───── DATA IN THIS EXERCISE ─────

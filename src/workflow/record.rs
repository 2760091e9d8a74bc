//! Serialized workflow form.
//!
//! This is the only format `import` accepts. Purpose and objective travel as
//! their display labels and are parsed back through the closed enumerations.

use std::collections::HashSet;

use serde::{Deserialize, Serialize};

use super::Workflow;
use crate::catalog::{Objective, Purpose, Step, Tier};
use crate::error::{AnalysisError, AnalysisResult};

/// Exported workflow.
#[derive(Debug, Clone, PartialEq, Eq, Serialize, Deserialize)]
pub struct WorkflowRecord {
    /// Purpose label
    pub purpose: String,

    /// Primary objective label
    pub objective: String,

    /// Steps, active partition first
    pub steps: Vec<StepDescriptor>,
}

/// One exported step.
#[derive(Debug, Clone, PartialEq, Eq, Serialize, Deserialize)]
pub struct StepDescriptor {
    pub id: String,
    pub title: String,
    pub description: String,
    pub required: bool,
    pub recommended: bool,
    pub optional: bool,
    pub order: u32,
    pub category: String,
    #[serde(default, skip_serializing_if = "Vec::is_empty")]
    pub dependencies: Vec<String>,
    /// Whether the step lives in the custom partition
    #[serde(default)]
    pub custom: bool,
}

impl StepDescriptor {
    fn from_step(step: &Step, custom: bool) -> Self {
        Self {
            id: step.id.clone(),
            title: step.title.clone(),
            description: step.description.clone(),
            required: step.tier == Tier::Required,
            recommended: step.tier == Tier::Recommended,
            optional: step.tier == Tier::Optional,
            order: step.order,
            category: step.category.clone(),
            dependencies: step.dependencies.clone(),
            custom,
        }
    }

    fn tier(&self) -> AnalysisResult<Tier> {
        match (self.required, self.recommended, self.optional) {
            (true, false, false) => Ok(Tier::Required),
            (false, true, false) => Ok(Tier::Recommended),
            (false, false, true) => Ok(Tier::Optional),
            _ => Err(AnalysisError::InvalidRecord(format!(
                "step '{}' must carry exactly one tier flag",
                self.id
            ))),
        }
    }

    fn to_step(&self) -> AnalysisResult<Step> {
        Ok(Step {
            id: self.id.clone(),
            title: self.title.clone(),
            description: self.description.clone(),
            tier: self.tier()?,
            order: self.order,
            category: self.category.clone(),
            dependencies: self.dependencies.clone(),
        })
    }
}

impl WorkflowRecord {
    /// Capture a workflow.
    pub fn from_workflow(workflow: &Workflow) -> Self {
        let steps = workflow
            .active
            .iter()
            .map(|s| StepDescriptor::from_step(s, false))
            .chain(workflow.custom.iter().map(|s| StepDescriptor::from_step(s, true)))
            .collect();

        Self {
            purpose: workflow.purpose.label().to_string(),
            objective: workflow.objective.label().to_string(),
            steps,
        }
    }

    /// Rebuild the workflow this record describes.
    pub fn to_workflow(&self) -> AnalysisResult<Workflow> {
        let purpose: Purpose = self.purpose.parse()?;
        let objective: Objective = self.objective.parse()?;

        let mut seen = HashSet::new();
        let mut active = Vec::new();
        let mut custom = Vec::new();

        for descriptor in &self.steps {
            if !seen.insert(descriptor.id.as_str()) {
                tracing::warn!(step = descriptor.id, "Duplicate step in record ignored");
                continue;
            }
            let step = descriptor.to_step()?;
            if descriptor.custom {
                custom.push(step);
            } else {
                active.push(step);
            }
        }

        Ok(Workflow { purpose, objective, active, custom })
    }

    /// Serialize to pretty JSON.
    pub fn to_json(&self) -> AnalysisResult<String> {
        Ok(serde_json::to_string_pretty(self)?)
    }

    /// Parse from JSON.
    pub fn from_json(content: &str) -> AnalysisResult<Self> {
        Ok(serde_json::from_str(content)?)
    }
}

─────

Which lines in the data above hold the word "order"? Return each of them.

_SOLUTION TO THIS EXERCISE:_
    pub order: u32,
            order: step.order,
            order: self.order,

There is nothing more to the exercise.